U.S. Air Force General Philip Breedlove, the NATO supreme allied commander, said Russian forces had been seeking to "reset and reposition" while protecting battlefield gains, despite a fragile ceasefire agreed in February.
"Many of their actions are consistent with preparations for another offensive," Breedlove said.
Pressed during the hearing, Breedlove acknowledged he could not predict Moscow's next move but characterized its ongoing actions as "preparing, training and equipping to have the capacity to again take an offensive."
"In the past they have not wasted their effort," Breedlove told the Senate Armed Services Committee.
The Organization for Security and Co-operation in Europe (OSCE), which is monitoring the ceasefire, says the violence is down markedly since the accord was signed in Minsk, Belarus, in February.
But the United States says Russia now has its largest force on the border since October and has deployed additional air defense systems, the biggest number since August.
Breedlove said Russia was seeking to tighten its grip over separatist fighters, bolstering its command and control "because there was disunity in some of the earlier attacks."
"We do see a very distinct Russian set of command and control in the eastern part of Ukraine," he said.
"Command-and-control, air defense, support to artillery, all of these things increased ... making a more coherent, organized force out of the separatists."
The United States has so far declined to provide weapons to Ukraine, a move which advocates say could help end the conflict but opponents warn might escalate the war.
Breedlove said no options should be taken off the table but that there was no consideration of giving Ukraine the kind of military might needed to defeat Russia.
"What we do believe is that we should consider changing the decision calculus of (Russian President Vladimir) Putin.
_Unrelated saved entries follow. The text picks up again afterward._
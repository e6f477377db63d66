//! End-to-end transfer lifecycle tests.
//!
//! Drives the application handlers directly with the in-memory store and a
//! mock provider: create, idempotent replay, webhook-driven status
//! progression and the query path.

use std::sync::atomic::{AtomicU32, Ordering};
use std::sync::Arc;

use async_trait::async_trait;
use hmac::{Hmac, Mac};
use sha2::Sha256;

use payout_gateway::adapters::memory::InMemoryTransferStore;
use payout_gateway::application::handlers::{
    CreateTransferCommand, CreateTransferHandler, CreateTransferOutcome, GetTransferHandler,
    GetTransferQuery, IngestWebhookCommand, IngestWebhookHandler, IngestWebhookOutcome,
};
use payout_gateway::domain::foundation::TransferId;
use payout_gateway::domain::transfer::{TransferError, TransferStatus};
use payout_gateway::ports::{PayoutAcceptance, PayoutProvider, PayoutSubmission, ProviderError};

const WEBHOOK_SECRET: &str = "whsec_integration";

struct CountingProvider {
    calls: AtomicU32,
    reported_status: Option<&'static str>,
}

impl CountingProvider {
    fn new(reported_status: Option<&'static str>) -> Self {
        Self {
            calls: AtomicU32::new(0),
            reported_status,
        }
    }

    fn call_count(&self) -> u32 {
        self.calls.load(Ordering::SeqCst)
    }
}

#[async_trait]
impl PayoutProvider for CountingProvider {
    async fn submit_payout(
        &self,
        submission: PayoutSubmission,
    ) -> Result<PayoutAcceptance, ProviderError> {
        self.calls.fetch_add(1, Ordering::SeqCst);
        Ok(PayoutAcceptance {
            external_txn_id: format!("txn_{}", submission.idempotency_key),
            status: self.reported_status.map(str::to_string),
        })
    }
}

fn sign(payload: &[u8]) -> String {
    let mut mac = Hmac::<Sha256>::new_from_slice(WEBHOOK_SECRET.as_bytes())
        .expect("HMAC accepts any key length");
    mac.update(payload);
    hex::encode(mac.finalize().into_bytes())
}

fn create_command(key: &str, amount_cents: i64) -> CreateTransferCommand {
    CreateTransferCommand {
        business_user_id: Some("biz-1".to_string()),
        amount_cents: Some(amount_cents),
        recipient_email: Some("alice@example.com".to_string()),
        recipient_name: Some("Alice Example".to_string()),
        use_auto_deposit: None,
        idempotency_key: Some(key.to_string()),
    }
}

fn webhook_body(transfer_id: TransferId, txn_id: &str, status: &str) -> Vec<u8> {
    format!(
        r#"{{"type":"transfer.{status}","data":{{"id":"{txn_id}","status":"{status}","metadata":{{"localTransferId":"{transfer_id}"}}}}}}"#
    )
    .into_bytes()
}

#[tokio::test]
async fn full_lifecycle_create_replay_and_webhook_progression() {
    let store = Arc::new(InMemoryTransferStore::new());
    let provider = Arc::new(CountingProvider::new(Some("pending")));
    let create = CreateTransferHandler::new(store.clone(), provider.clone());
    let ingest = IngestWebhookHandler::new(store.clone(), WEBHOOK_SECRET);
    let query = GetTransferHandler::new(store.clone());

    // Create.
    let outcome = create.handle(create_command("k1", 5_000)).await.unwrap();
    let transfer = match &outcome {
        CreateTransferOutcome::Created(t) => t.clone(),
        CreateTransferOutcome::AlreadyProcessed(_) => panic!("expected fresh creation"),
    };
    assert_eq!(transfer.status, TransferStatus::Pending);
    assert_eq!(transfer.external_txn_id.as_deref(), Some("txn_k1"));
    assert_eq!(provider.call_count(), 1);

    // Replay: same record, no extra provider call.
    let replay = create.handle(create_command("k1", 5_000)).await.unwrap();
    match replay {
        CreateTransferOutcome::AlreadyProcessed(t) => assert_eq!(t.id, transfer.id),
        CreateTransferOutcome::Created(_) => panic!("expected replay"),
    }
    assert_eq!(provider.call_count(), 1);
    assert_eq!(store.transfer_count(), 1);

    // Webhook: sent.
    let body = webhook_body(transfer.id, "txn_k1", "sent");
    let signature = sign(&body);
    let outcome = ingest
        .handle(IngestWebhookCommand {
            payload: body,
            signature: Some(signature),
        })
        .await
        .unwrap();
    assert!(matches!(
        outcome,
        IngestWebhookOutcome::Applied {
            status: TransferStatus::Sent,
            ..
        }
    ));

    // Webhook: deposited.
    let body = webhook_body(transfer.id, "txn_k1", "deposited");
    let signature = sign(&body);
    ingest
        .handle(IngestWebhookCommand {
            payload: body,
            signature: Some(signature),
        })
        .await
        .unwrap();

    // Query: final status plus both events, newest first.
    let result = query
        .handle(GetTransferQuery { id: transfer.id })
        .await
        .unwrap();
    assert_eq!(result.transfer.status, TransferStatus::Deposited);
    assert_eq!(result.events.len(), 2);
    assert_eq!(result.events[0].event_type, "transfer.deposited");
    assert_eq!(result.events[1].event_type, "transfer.sent");
}

#[tokio::test]
async fn distinct_keys_create_distinct_transfers() {
    let store = Arc::new(InMemoryTransferStore::new());
    let provider = Arc::new(CountingProvider::new(None));
    let create = CreateTransferHandler::new(store.clone(), provider.clone());

    let first = create.handle(create_command("k1", 1_000)).await.unwrap();
    let second = create.handle(create_command("k2", 2_000)).await.unwrap();

    assert_ne!(first.transfer().id, second.transfer().id);
    assert_eq!(store.transfer_count(), 2);
    assert_eq!(provider.call_count(), 2);
    // No reported status from the provider falls back to submitted.
    assert_eq!(first.transfer().status, TransferStatus::Submitted);
}

#[tokio::test]
async fn amount_bounds_are_enforced() {
    let store = Arc::new(InMemoryTransferStore::new());
    let provider = Arc::new(CountingProvider::new(None));
    let create = CreateTransferHandler::new(store.clone(), provider.clone());

    assert!(create
        .handle(create_command("k-max", 2_500_000))
        .await
        .is_ok());

    let over = create.handle(create_command("k-over", 2_500_001)).await;
    assert!(matches!(over, Err(TransferError::LimitExceeded { .. })));

    let zero = create.handle(create_command("k-zero", 0)).await;
    assert!(matches!(zero, Err(TransferError::Validation { .. })));

    assert_eq!(store.transfer_count(), 1);
    assert_eq!(provider.call_count(), 1);
}

#[tokio::test]
async fn unmatched_webhook_leaves_store_untouched() {
    let store = Arc::new(InMemoryTransferStore::new());
    let ingest = IngestWebhookHandler::new(store.clone(), WEBHOOK_SECRET);

    let body = webhook_body(TransferId::new(), "txn_ghost", "sent");
    let signature = sign(&body);

    let outcome = ingest
        .handle(IngestWebhookCommand {
            payload: body,
            signature: Some(signature),
        })
        .await
        .unwrap();

    assert_eq!(outcome, IngestWebhookOutcome::Ignored);
    assert_eq!(store.event_count(), 0);
    assert_eq!(store.transfer_count(), 0);
}

#[tokio::test]
async fn tampered_webhook_is_rejected_end_to_end() {
    let store = Arc::new(InMemoryTransferStore::new());
    let provider = Arc::new(CountingProvider::new(None));
    let create = CreateTransferHandler::new(store.clone(), provider);
    let ingest = IngestWebhookHandler::new(store.clone(), WEBHOOK_SECRET);

    let outcome = create.handle(create_command("k1", 5_000)).await.unwrap();
    let transfer_id = outcome.transfer().id;

    let body = webhook_body(transfer_id, "txn_k1", "deposited");
    let signature = sign(&body);
    let mut tampered = body.clone();
    let last = tampered.len() - 1;
    tampered[last] = b' ';

    let result = ingest
        .handle(IngestWebhookCommand {
            payload: tampered,
            signature: Some(signature),
        })
        .await;

    assert!(matches!(result, Err(TransferError::InvalidSignature)));
    assert_eq!(store.event_count(), 0);
}
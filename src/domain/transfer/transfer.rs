//! Transfer aggregate and its append-only event log.

use serde::{Deserialize, Serialize};
use serde_json::Value;

use crate::domain::foundation::{BusinessUserId, Timestamp, TransferId};

use super::errors::TransferError;
use super::status::TransferStatus;

/// Maximum amount per transfer: $25,000.00 CAD.
pub const AMOUNT_CEILING_CENTS: i64 = 2_500_000;

/// The only settlement currency handled by this gateway.
pub const CURRENCY: &str = "CAD";

/// The unit of work: one requested payout, from creation through settlement.
#[derive(Debug, Clone, PartialEq, Serialize, Deserialize)]
pub struct Transfer {
    /// Locally generated identifier; immutable once created.
    pub id: TransferId,

    /// Client-supplied deduplication token, unique per business user.
    pub idempotency_key: String,

    /// Initiating business account.
    pub business_user_id: BusinessUserId,

    /// Destination identity; immutable after creation.
    pub recipient_email: String,
    pub recipient_name: String,

    /// Amount in cents, within (0, AMOUNT_CEILING_CENTS].
    pub amount_cents: i64,

    /// Always "CAD".
    pub currency: String,

    /// Forwarded to the provider verbatim.
    pub use_auto_deposit: bool,

    /// Provider-assigned identifier; set at most once, on acceptance.
    pub external_txn_id: Option<String>,

    /// Current lifecycle status.
    pub status: TransferStatus,

    pub created_at: Timestamp,

    /// Refreshed on every status change.
    pub updated_at: Timestamp,
}

impl Transfer {
    /// Records provider acceptance: the external id and the provider's
    /// reported status, falling back to `submitted` when none was reported.
    pub fn record_submission(&mut self, external_txn_id: String, reported_status: Option<&str>) {
        self.external_txn_id = Some(external_txn_id);
        self.status = match reported_status {
            Some(raw) => super::status::apply_provider_status(&self.status, raw),
            None => TransferStatus::Submitted,
        };
        self.updated_at = Timestamp::now();
    }

    /// Applies a provider-reported status from a webhook.
    pub fn apply_status(&mut self, raw_provider_status: &str) {
        self.status = super::status::apply_provider_status(&self.status, raw_provider_status);
        self.updated_at = Timestamp::now();
    }
}

/// Validated input for creating a transfer.
///
/// Construction is the validation boundary: a `NewTransfer` that exists has
/// already passed the field and limit checks, in the order required (missing
/// fields, then amount bounds, then idempotency key).
#[derive(Debug, Clone)]
pub struct NewTransfer {
    pub business_user_id: BusinessUserId,
    pub recipient_email: String,
    pub recipient_name: String,
    pub amount_cents: i64,
    pub use_auto_deposit: bool,
    pub idempotency_key: String,
}

impl NewTransfer {
    /// Validates raw request fields into a `NewTransfer`.
    #[allow(clippy::too_many_arguments)]
    pub fn validate(
        business_user_id: Option<String>,
        amount_cents: Option<i64>,
        recipient_email: Option<String>,
        recipient_name: Option<String>,
        use_auto_deposit: Option<bool>,
        idempotency_key: Option<String>,
    ) -> Result<Self, TransferError> {
        let business_user_id = business_user_id
            .and_then(BusinessUserId::new)
            .ok_or_else(|| TransferError::validation("businessUserId", "is required"))?;

        let amount_cents =
            amount_cents.ok_or_else(|| TransferError::validation("amountCents", "is required"))?;

        let recipient_email = require_non_empty("recipientEmail", recipient_email)?;
        let recipient_name = require_non_empty("recipientName", recipient_name)?;

        if amount_cents <= 0 {
            return Err(TransferError::validation(
                "amountCents",
                "must be greater than zero",
            ));
        }
        if amount_cents > AMOUNT_CEILING_CENTS {
            return Err(TransferError::LimitExceeded {
                amount_cents,
                limit_cents: AMOUNT_CEILING_CENTS,
            });
        }

        let idempotency_key = require_non_empty("idempotencyKey", idempotency_key)?;

        Ok(Self {
            business_user_id,
            recipient_email,
            recipient_name,
            amount_cents,
            use_auto_deposit: use_auto_deposit.unwrap_or(true),
            idempotency_key,
        })
    }

    /// Materializes the initial `created` transfer record.
    pub fn into_transfer(self) -> Transfer {
        let now = Timestamp::now();
        Transfer {
            id: TransferId::new(),
            idempotency_key: self.idempotency_key,
            business_user_id: self.business_user_id,
            recipient_email: self.recipient_email,
            recipient_name: self.recipient_name,
            amount_cents: self.amount_cents,
            currency: CURRENCY.to_string(),
            use_auto_deposit: self.use_auto_deposit,
            external_txn_id: None,
            status: TransferStatus::Created,
            created_at: now,
            updated_at: now,
        }
    }
}

fn require_non_empty(field: &str, value: Option<String>) -> Result<String, TransferError> {
    match value {
        Some(v) if !v.trim().is_empty() => Ok(v),
        _ => Err(TransferError::validation(field, "is required")),
    }
}

/// Append-only log entry recording one received webhook.
///
/// Events are never updated or deleted; the log is the audit trail
/// independent of the transfer's current status.
#[derive(Debug, Clone, PartialEq, Serialize, Deserialize)]
pub struct TransferEvent {
    /// The owning transfer.
    pub transfer_id: TransferId,

    /// Provider-supplied classification string.
    pub event_type: String,

    /// Full provider payload, stored verbatim for audit/replay.
    pub event_payload: Value,

    pub received_at: Timestamp,
}

impl TransferEvent {
    pub fn new(transfer_id: TransferId, event_type: impl Into<String>, event_payload: Value) -> Self {
        Self {
            transfer_id,
            event_type: event_type.into(),
            event_payload,
            received_at: Timestamp::now(),
        }
    }
}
That's what we look at," he said.
Still, Washington is keen to maintain solidarity with Europe, some of whose leaders, including German Chancellor Angela Merkel, strongly oppose arming Ukraine.
Breedlove said Putin was concerned about Western sanctions imposed against Russia over the Ukraine crisis "and that may be affecting how he currently does things in eastern Ukraine."
"But we really have no way of knowing one way or another," Breedlove said.